AR pots and L-pads used in an AR-2 speaker system?

I am choosing the, AR-2, as an example only, I am certain this was not the only model affected by this topic.

I am writing this because, with all of the write-ups I have seen, I find it overwelming, I cannot read between the lines, as to which is or not correct to use.

I have read, that some listeners do not like the sound with the L-pads.

Why not?

What does a pot do, that an L-pad doesn't?

What does an L-pad do, that a pot doesn't?

This is a simple question, yeh sure, regarding the past and present purposes of both items.

I have come across what appears to be L-pads, rather than pots, in old AR-2 speakers, which I have not opened, yet.

They turn with considerable ease, smoothness, lack of resistance, and quietness compared to the Aetna-Pollock pots.

This was done without any audio connections.

Am I correct in my assumption?

Did AR start out using L-pads?

When and why, did they switch to the 16 ohm pots at some point?

What does the pot do to the AR-2 tweeter output, if plotted on a graph?

What effect does the potentiometer have with the tweeter output, with the pot at maximum to start with?

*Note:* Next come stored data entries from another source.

use alloy::primitives::{Address, B256, U256, U64};
use serde::{Deserialize, Serialize, Serializer};
use std::fmt;

/// Which view of state a query reads.
#[derive(Debug, Clone, Copy, PartialEq, Eq, Hash)]
pub enum BlockTag {
    /// Finalized state (the head the node reports as `latest`)
    Latest,
    /// Includes submitted but not yet sealed transactions
    Pending,
    Earliest,
    Number(u64),
}

impl fmt::Display for BlockTag {
    fn fmt(&self, f: &mut fmt::Formatter<'_>) -> fmt::Result {
        match self {
            BlockTag::Latest => f.write_str("latest"),
            BlockTag::Pending => f.write_str("pending"),
            BlockTag::Earliest => f.write_str("earliest"),
            BlockTag::Number(n) => write!(f, "{n:#x}"),
        }
    }
}

impl Serialize for BlockTag {
    fn serialize<S: Serializer>(&self, serializer: S) -> Result<S::Ok, S::Error> {
        serializer.collect_str(self)
    }
}

/// `engine_createBlock` result.
#[derive(Debug, Clone, PartialEq, Eq, Deserialize)]
pub struct CreatedBlock {
    pub hash: B256,
    #[serde(default)]
    pub aux: ImportedAux,
}

/// Import flags reported by the manual-seal engine (snake_case on the wire).
#[derive(Debug, Clone, Default, PartialEq, Eq, Deserialize)]
#[serde(default)]
pub struct ImportedAux {
    pub header_only: bool,
    pub clear_justification_requests: bool,
    pub needs_justification: bool,
    pub bad_justification: bool,
    pub is_new_best: bool,
}

/// The subset of `eth_getTransactionReceipt` the harness reads.
#[derive(Debug, Clone, PartialEq, Eq, Deserialize)]
#[serde(rename_all = "camelCase")]
pub struct TransactionReceipt {
    pub transaction_hash: B256,
    pub block_hash: Option<B256>,
    pub block_number: Option<U64>,
    pub from: Address,
    pub to: Option<Address>,
    pub gas_used: U256,
    pub status: Option<U64>,
}

impl TransactionReceipt {
    pub fn succeeded(&self) -> bool {
        self.status.map(|s| s == U64::from(1)).unwrap_or(false)
    }

    pub fn gas_used(&self) -> u64 {
        self.gas_used.saturating_to()
    }
}
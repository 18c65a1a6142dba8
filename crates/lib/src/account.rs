use alloy::{primitives::Address, signers::local::PrivateKeySigner};
use std::{fmt, str::FromStr};

use crate::error::HarnessError;

/// A funded account whose key the harness holds.
#[derive(Clone)]
pub struct GenesisAccount {
    signer: PrivateKeySigner,
}

impl GenesisAccount {
    /// Parses a hex private key (with or without `0x`). When `expected` is given
    /// the derived address must match it, which catches profiles whose key and
    /// account were edited independently.
    pub fn from_private_key(
        private_key: &str,
        expected: Option<Address>,
    ) -> Result<Self, HarnessError> {
        let signer = PrivateKeySigner::from_str(private_key.trim()).map_err(|_| {
            HarnessError::ConfigError("Invalid genesis private key".to_string())
        })?;

        if let Some(expected) = expected {
            if signer.address() != expected {
                return Err(HarnessError::ConfigError(format!(
                    "Genesis private key belongs to {}, not {expected}",
                    signer.address()
                )));
            }
        }

        Ok(Self { signer })
    }

    pub fn address(&self) -> Address {
        self.signer.address()
    }

    pub fn signer(&self) -> &PrivateKeySigner {
        &self.signer
    }
}

// Never print the key.
impl fmt::Debug for GenesisAccount {
    fn fmt(&self, f: &mut fmt::Formatter<'_>) -> fmt::Result {
        f.debug_struct("GenesisAccount").field("address", &self.address()).finish()
    }
}
// Balance Integration Tests
//
// PROFILE: HARNESS_PROFILE (default tests/src/common/fixtures/frontier-dev.toml)
// TESTS: Genesis funding and the fee / existential-deposit arithmetic
//        - Transfer below the existential deposit only charges the fee
//        - Transfer above it credits value minus the deposit to a new account
//        - Pending and finalized views agree after every transfer
//
// The scenario mutates chain state, so it runs as one ordered test.


// Make common utilities available
#[path = "../src/common/mod.rs"]
mod common;
//! Session registry
//!
//! A capacity-bounded, order-preserving collection of active sessions.
//! The registry itself is plain data; the server wraps it in a single
//! `std::sync::Mutex` and keeps every critical section short and free of
//! socket I/O. Outbound delivery goes through each session's channel, so
//! broadcasting under the lock never blocks.

use tracing::warn;

use crate::error::RegistryError;
use crate::session::{ClientSession, SessionId};

/// Ordered collection of connected sessions, at most `capacity` at a time
///
/// Invariants:
/// - every session's `index` equals its position in the sequence
/// - removal compacts stably: remaining sessions keep their relative order
#[derive(Debug)]
pub struct ClientRegistry {
    sessions: Vec<ClientSession>,
    next_id: u64,
    capacity: usize,
    /// Set by `drain`; a closed registry rejects all further inserts
    closed: bool,
}

impl ClientRegistry {
    pub fn new(capacity: usize) -> Self {
        Self {
            sessions: Vec::new(),
            next_id: 1,
            capacity,
            closed: false,
        }
    }

    /// Number of registered sessions
    pub fn len(&self) -> usize {
        self.sessions.len()
    }

    pub fn is_empty(&self) -> bool {
        self.sessions.is_empty()
    }

    pub fn capacity(&self) -> usize {
        self.capacity
    }

    /// Register a session, assigning its id and index
    ///
    /// Fails without modifying the registry when already at capacity or
    /// after a shutdown drain has closed the registry.
    pub fn insert(&mut self, mut session: ClientSession) -> Result<SessionId, RegistryError> {
        if self.closed {
            return Err(RegistryError::Closed);
        }
        if self.sessions.len() >= self.capacity {
            return Err(RegistryError::CapacityExceeded);
        }

        let id = SessionId(self.next_id);
        self.next_id += 1;

        session.id = id;
        session.index = self.sessions.len();
        self.sessions.push(session);

        Ok(id)
    }

    /// Store the task handles for a just-spawned session
    pub fn attach_workers(
        &mut self,
        id: SessionId,
        reader: tokio::task::JoinHandle<()>,
        writer: tokio::task::JoinHandle<()>,
    ) {
        if let Some(session) = self.sessions.iter_mut().find(|s| s.id == id) {
            session.reader = Some(reader);
            session.writer = Some(writer);
        }
    }

    /// Remove a session by its stable id, shifting later sessions down
    ///
    /// Every session past the removed one has its index rewritten so that
    /// indices stay contiguous. A no-op when the id is not present, which
    /// happens when a shutdown drain has already claimed the session.
    pub fn remove(&mut self, id: SessionId) -> Option<ClientSession> {
        let position = self.sessions.iter().position(|s| s.id == id)?;
        let removed = self.sessions.remove(position);

        for session in &mut self.sessions[position..] {
            session.index -= 1;
        }

        Some(removed)
    }

    /// Send a line to every registered session
    ///
    /// Delivery is best-effort: a failed send is logged and does not stop
    /// delivery to the remaining sessions.
    pub fn broadcast(&self, line: &str) {
        for session in &self.sessions {
            if session.send(line).is_err() {
                warn!("Failed to broadcast message to {}", session.username);
            }
        }
    }

    /// Take every session out of the registry, for join-on-shutdown
    ///
    /// Also closes the registry: any insert racing the shutdown fails
    /// instead of registering on a closed server.
    pub fn drain(&mut self) -> Vec<ClientSession> {
        self.closed = true;
        std::mem::take(&mut self.sessions)
    }

    /// Iterate registered sessions in index order
    pub fn iter(&self) -> impl Iterator<Item = &ClientSession> {
        self.sessions.iter()
    }
}

#[cfg(test)]
mod tests {
    use super::*;
    use tokio::sync::mpsc;

    fn session(username: &str) -> (ClientSession, mpsc::UnboundedReceiver<String>) {
        let (tx, rx) = mpsc::unbounded_channel();
        (ClientSession::new(username.to_string(), tx), rx)
    }

    #[test]
    fn test_insert_assigns_contiguous_indices() {
        let mut registry = ClientRegistry::new(10);

        let mut receivers = Vec::new();
        for name in ["a", "b", "c"] {
            let (s, rx) = session(name);
            receivers.push(rx);
            registry.insert(s).unwrap();
        }

        let indices: Vec<usize> = registry.iter().map(|s| s.index).collect();
        assert_eq!(indices, vec![0, 1, 2]);
    }

    #[test]
    fn test_capacity_is_enforced() {
        let mut registry = ClientRegistry::new(2);

        let (a, _rx_a) = session("a");
        let (b, _rx_b) = session("b");
        let (c, _rx_c) = session("c");

        registry.insert(a).unwrap();
        registry.insert(b).unwrap();
        assert_eq!(registry.insert(c), Err(RegistryError::CapacityExceeded));
        assert_eq!(registry.len(), registry.capacity());
    }

    #[test]
    fn test_insert_after_drain_is_rejected() {
        let mut registry = ClientRegistry::new(10);

        let (a, _rx_a) = session("a");
        registry.insert(a).unwrap();
        registry.drain();

        let (b, _rx_b) = session("b");
        assert_eq!(registry.insert(b), Err(RegistryError::Closed));
        assert!(registry.is_empty());
    }

    #[test]
    fn test_remove_compacts_stably() {
        let mut registry = ClientRegistry::new(10);

        let (a, _rx_a) = session("a");
        let (b, _rx_b) = session("b");
        let (c, _rx_c) = session("c");
        let (d, _rx_d) = session("d");

        registry.insert(a).unwrap();
        let id_b = registry.insert(b).unwrap();
        registry.insert(c).unwrap();
        registry.insert(d).unwrap();

        let removed = registry.remove(id_b).unwrap();
        assert_eq!(removed.username, "b");

        let remaining: Vec<(&str, usize)> = registry
            .iter()
            .map(|s| (s.username.as_str(), s.index))
            .collect();
        assert_eq!(remaining, vec![("a", 0), ("c", 1), ("d", 2)]);
    }

    #[test]
    fn test_remove_unknown_id_is_noop() {
        let mut registry = ClientRegistry::new(10);

        let (a, _rx_a) = session("a");
        let id = registry.insert(a).unwrap();

        assert!(registry.remove(SessionId(id.0 + 1)).is_none());
        assert_eq!(registry.len(), 1);
    }

    #[test]
    fn test_broadcast_reaches_every_session_despite_failures() {
        let mut registry = ClientRegistry::new(10);

        let (a, mut rx_a) = session("a");
        let (b, rx_b) = session("b");
        let (c, mut rx_c) = session("c");

        registry.insert(a).unwrap();
        registry.insert(b).unwrap();
        registry.insert(c).unwrap();

        // b's writer is gone; a and c must still receive the line
        drop(rx_b);
        registry.broadcast("hello");

        assert_eq!(rx_a.try_recv().unwrap(), "hello");
        assert_eq!(rx_c.try_recv().unwrap(), "hello");
    }

    #[test]
    fn test_drain_empties_registry() {
        let mut registry = ClientRegistry::new(10);

        let (a, _rx_a) = session("a");
        let (b, _rx_b) = session("b");
        registry.insert(a).unwrap();
        registry.insert(b).unwrap();

        let drained = registry.drain();
        assert_eq!(drained.len(), 2);
        assert!(registry.is_empty());
    }
}
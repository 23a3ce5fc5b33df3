//! Chat server implementation
//!
//! Owns the listening socket and the session registry. The accept loop
//! handshakes each new connection, registers it, and spawns a reader and a
//! writer task per session. Shutdown flips a watch channel that every loop
//! selects on, then drains the registry and joins the tasks, so no socket
//! or task outlives `close`.

use std::net::SocketAddr;
use std::sync::{Arc, Mutex, MutexGuard};
use std::time::Duration;

use tokio::io::{AsyncBufReadExt, AsyncWriteExt, BufReader, Lines};
use tokio::net::tcp::{OwnedReadHalf, OwnedWriteHalf};
use tokio::net::{TcpListener, TcpStream};
use tokio::sync::{mpsc, watch};
use tracing::{debug, error, info, warn};

use crate::error::{ChatError, HandshakeError};
use crate::protocol;
use crate::registry::ClientRegistry;
use crate::session::{ClientSession, SessionId};

/// Tunables for a server instance
#[derive(Debug, Clone)]
pub struct ServerConfig {
    /// Maximum number of simultaneously registered sessions
    pub capacity: usize,
    /// Window a new connection has to send its handshake line
    pub handshake_timeout: Duration,
}

impl Default for ServerConfig {
    fn default() -> Self {
        Self {
            capacity: protocol::DEFAULT_CAPACITY,
            handshake_timeout: protocol::HANDSHAKE_TIMEOUT,
        }
    }
}

/// State shared between the accept loop and the per-session tasks
struct ServerShared {
    registry: Mutex<ClientRegistry>,
    running: watch::Sender<bool>,
    handshake_timeout: Duration,
}

impl ServerShared {
    /// Lock the registry
    ///
    /// Poisoning cannot leave the registry inconsistent (no critical
    /// section panics part-way through a mutation), so a poisoned lock is
    /// recovered rather than propagated.
    fn registry(&self) -> MutexGuard<'_, ClientRegistry> {
        self.registry.lock().unwrap_or_else(|e| e.into_inner())
    }

    /// Send a line to every registered session, best-effort
    fn broadcast(&self, line: &str) {
        self.registry().broadcast(line);
    }
}

/// A running chat server bound to one listening endpoint
pub struct ChatServer {
    /// Listening socket; taken by the accept loop, or by `close` when the
    /// loop never ran, so either path releases it
    listener: Mutex<Option<TcpListener>>,
    local_addr: SocketAddr,
    shared: Arc<ServerShared>,
}

impl ChatServer {
    /// Bind the listening socket and create the server
    pub async fn bind(addr: &str, config: ServerConfig) -> Result<Self, ChatError> {
        let listener = TcpListener::bind(addr).await?;
        let local_addr = listener.local_addr()?;
        info!("Created server at {}", local_addr);

        let (running, _) = watch::channel(true);

        Ok(Self {
            listener: Mutex::new(Some(listener)),
            local_addr,
            shared: Arc::new(ServerShared {
                registry: Mutex::new(ClientRegistry::new(config.capacity)),
                running,
                handshake_timeout: config.handshake_timeout,
            }),
        })
    }

    /// Address the server is listening on
    ///
    /// Useful when bound to port 0 (ephemeral port).
    pub fn local_addr(&self) -> SocketAddr {
        self.local_addr
    }

    /// Number of currently registered sessions
    pub fn client_count(&self) -> usize {
        self.shared.registry().len()
    }

    /// Accept connections until the server is closed
    ///
    /// Accept failures are logged and the loop continues; only `close`
    /// terminates it.
    pub async fn run(&self) {
        let Some(listener) = self.take_listener() else {
            return;
        };

        let mut running = self.shared.running.subscribe();

        // A close that happened before this point produces no change
        // notification, so the flag is checked once up front. Returning
        // here drops the just-taken listener.
        if !*running.borrow() {
            return;
        }

        loop {
            tokio::select! {
                _ = running.changed() => {
                    if !*running.borrow() {
                        break;
                    }
                }
                accepted = listener.accept() => match accepted {
                    Ok((stream, peer)) => {
                        debug!("New TCP connection from {}", peer);
                        admit(&self.shared, stream).await;
                    }
                    Err(e) => {
                        error!("Failed to accept connection: {}", e);
                    }
                }
            }
        }

        debug!("Accept loop stopped");
    }

    /// Send a line to every registered session
    pub fn broadcast(&self, line: &str) {
        self.shared.broadcast(line);
    }

    /// Shut the server down
    ///
    /// Flips the running flag, takes every session out of the registry,
    /// closes each connection, and waits for every spawned task to finish.
    /// The accept loop observes the flag and exits on its own.
    pub async fn close(&self) {
        self.shared.running.send_replace(false);

        // Release the listening socket. When the accept loop holds it, the
        // loop observes the flipped flag and drops its copy on exit.
        drop(self.take_listener());

        let sessions = self.shared.registry().drain();
        for mut session in sessions {
            let reader = session.reader.take();
            let writer = session.writer.take();

            // Dropping the session closes its outbound channel, which ends
            // the writer task and shuts down the socket's write half.
            drop(session);

            if let Some(handle) = reader {
                let _ = handle.await;
            }
            if let Some(handle) = writer {
                let _ = handle.await;
            }
        }

        info!("Server closed");
    }

    fn take_listener(&self) -> Option<TcpListener> {
        self.listener
            .lock()
            .unwrap_or_else(|e| e.into_inner())
            .take()
    }
}

/// Handshake a new connection and, on success, register it and spawn its tasks
async fn admit(shared: &Arc<ServerShared>, stream: TcpStream) {
    let (read_half, write_half) = stream.into_split();
    let mut lines = BufReader::new(read_half).lines();

    let username = match handshake(&mut lines, shared.handshake_timeout).await {
        Ok(username) => username,
        Err(e) => {
            // Dropping the socket halves closes the connection; the failed
            // attempt never enters the registry.
            error!("Handshake failed: {}", e);
            return;
        }
    };

    let (outbound_tx, outbound_rx) = mpsc::unbounded_channel();
    let session = ClientSession::new(username.clone(), outbound_tx);

    // Insert, task spawning, and handle attachment share one critical
    // section with the shutdown drain: a concurrent close either rejects
    // the insert (the drain marks the registry closed) or finds the
    // handles attached and joins them. Spawning does not block, so the
    // critical section stays bounded.
    {
        let mut registry = shared.registry();

        let id = match registry.insert(session) {
            Ok(id) => id,
            Err(e) => {
                error!("Rejecting {}: {}", username, e);
                return;
            }
        };

        let reader = tokio::spawn(reader_task(
            Arc::clone(shared),
            id,
            username.clone(),
            lines,
        ));
        let writer = tokio::spawn(writer_task(outbound_rx, write_half));
        registry.attach_workers(id, reader, writer);
    }

    let notice = protocol::connect_notice(&username);
    info!("{}", notice);

    // The new session is included in its own connect notice.
    shared.broadcast(&notice);
}

/// Read the handshake line within the given window and validate it
async fn handshake(
    lines: &mut Lines<BufReader<OwnedReadHalf>>,
    window: Duration,
) -> Result<String, HandshakeError> {
    let line = match tokio::time::timeout(window, lines.next_line()).await {
        Err(_) => return Err(HandshakeError::TimedOut),
        Ok(Err(_)) | Ok(Ok(None)) => return Err(HandshakeError::Disconnected),
        Ok(Ok(Some(line))) => line,
    };

    protocol::parse_handshake(&line).map(str::to_string)
}

/// Per-session read loop
///
/// Relays each received line to every registered session. Exits on remote
/// disconnect, read error, or server shutdown, then removes the session
/// from the registry exactly once.
async fn reader_task(
    shared: Arc<ServerShared>,
    id: SessionId,
    username: String,
    mut lines: Lines<BufReader<OwnedReadHalf>>,
) {
    let mut running = shared.running.subscribe();

    // A flip that happened before this task subscribed produces no change
    // notification, so the flag is checked once up front.
    if !*running.borrow() {
        shared.registry().remove(id);
        return;
    }

    loop {
        tokio::select! {
            _ = running.changed() => {
                if !*running.borrow() {
                    break;
                }
            }
            line = lines.next_line() => match line {
                Ok(Some(line)) => {
                    debug!("{}: {}", username, line);
                    shared.broadcast(&line);
                }
                Ok(None) => {
                    let notice = protocol::disconnect_notice(&username);
                    info!("{}", notice);
                    shared.broadcast(&notice);
                    break;
                }
                Err(e) => {
                    error!("Connection with client {} has failed: {}", username, e);
                    break;
                }
            }
        }
    }

    // No-op when a shutdown drain has already claimed the session.
    shared.registry().remove(id);
}

/// Per-session write loop
///
/// Drains the session's outbound channel onto the socket. Ends when the
/// session is removed (channel closed) or the socket rejects a write, then
/// shuts the write half down.
async fn writer_task(mut outbound: mpsc::UnboundedReceiver<String>, mut write_half: OwnedWriteHalf) {
    while let Some(mut line) = outbound.recv().await {
        line.push('\n');
        if let Err(e) = write_half.write_all(line.as_bytes()).await {
            warn!("Failed to send message to a client: {}", e);
            break;
        }
    }

    let _ = write_half.shutdown().await;
}
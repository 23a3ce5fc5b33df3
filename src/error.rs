//! Error types for the chat server and client
//!
//! Defines creation/connection-level errors, handshake failure reasons,
//! and registry errors. Uses thiserror for ergonomic error definitions.

use thiserror::Error;

/// Top-level errors surfaced to callers of the server and client APIs
#[derive(Debug, Error)]
pub enum ChatError {
    /// Socket creation, bind, connect, or read/write failure (fatal to the operation)
    #[error("IO error: {0}")]
    Io(#[from] std::io::Error),

    /// Username rejected before any connection was attempted
    #[error("invalid username: must be 1-{} bytes", crate::protocol::MAX_USERNAME_LEN)]
    InvalidUsername,

    /// The server or client has already shut down
    #[error("connection closed")]
    Closed,
}

/// Reasons a handshake attempt is rejected
///
/// Each variant aborts only the connection attempt it occurred on; the
/// accept loop keeps running.
#[derive(Debug, Clone, Copy, PartialEq, Eq, Error)]
pub enum HandshakeError {
    /// No handshake line arrived within the configured window
    #[error("timed out waiting for handshake")]
    TimedOut,

    /// The peer closed the connection before sending a handshake line
    #[error("disconnected before handshake")]
    Disconnected,

    /// The line did not start with the `a-chat ` token
    #[error("malformed handshake message")]
    Malformed,

    /// The username was empty or too long
    #[error("invalid username in handshake")]
    InvalidUsername,
}

/// Errors raised by the session registry
#[derive(Debug, Clone, Copy, PartialEq, Eq, Error)]
pub enum RegistryError {
    /// The registry already holds `capacity` sessions
    #[error("maximum number of connected clients reached")]
    CapacityExceeded,

    /// A shutdown drain has closed the registry
    #[error("no longer accepting new sessions")]
    Closed,
}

A. Does decreasing the tweeter output, cause the total tweeter output to drop horizontally equally, from the crossover to the maximum output?

B. Or does the tweeter output start at the extreme top end and slowly start reducing the topend highs of the tweeter, such as an AR amplifier treble control?

I am certain that A. is correct, but, I would appreciate a techies input please.

Also if an L-pad was used, what would happen to a graph profile when the L-pad was slowly turned down?

C. Does turning an L-pad down, cause the entire horizontal tweeter output to lower equally?

D. Or does an L-pad, cause the tweeter output to lower itself starting from the extreme highend tweeter output, such as an AR amplifier treble control?

If an L-pad was used, is replacing it with a pot a simple and worthwhile operation?

Looking at an AR-LST literature profile, I can see the switched steps of the tweeter, with no difficulty.

I realize this is also a stepped switch via the autotransformer.

I hope I made this simple question clear?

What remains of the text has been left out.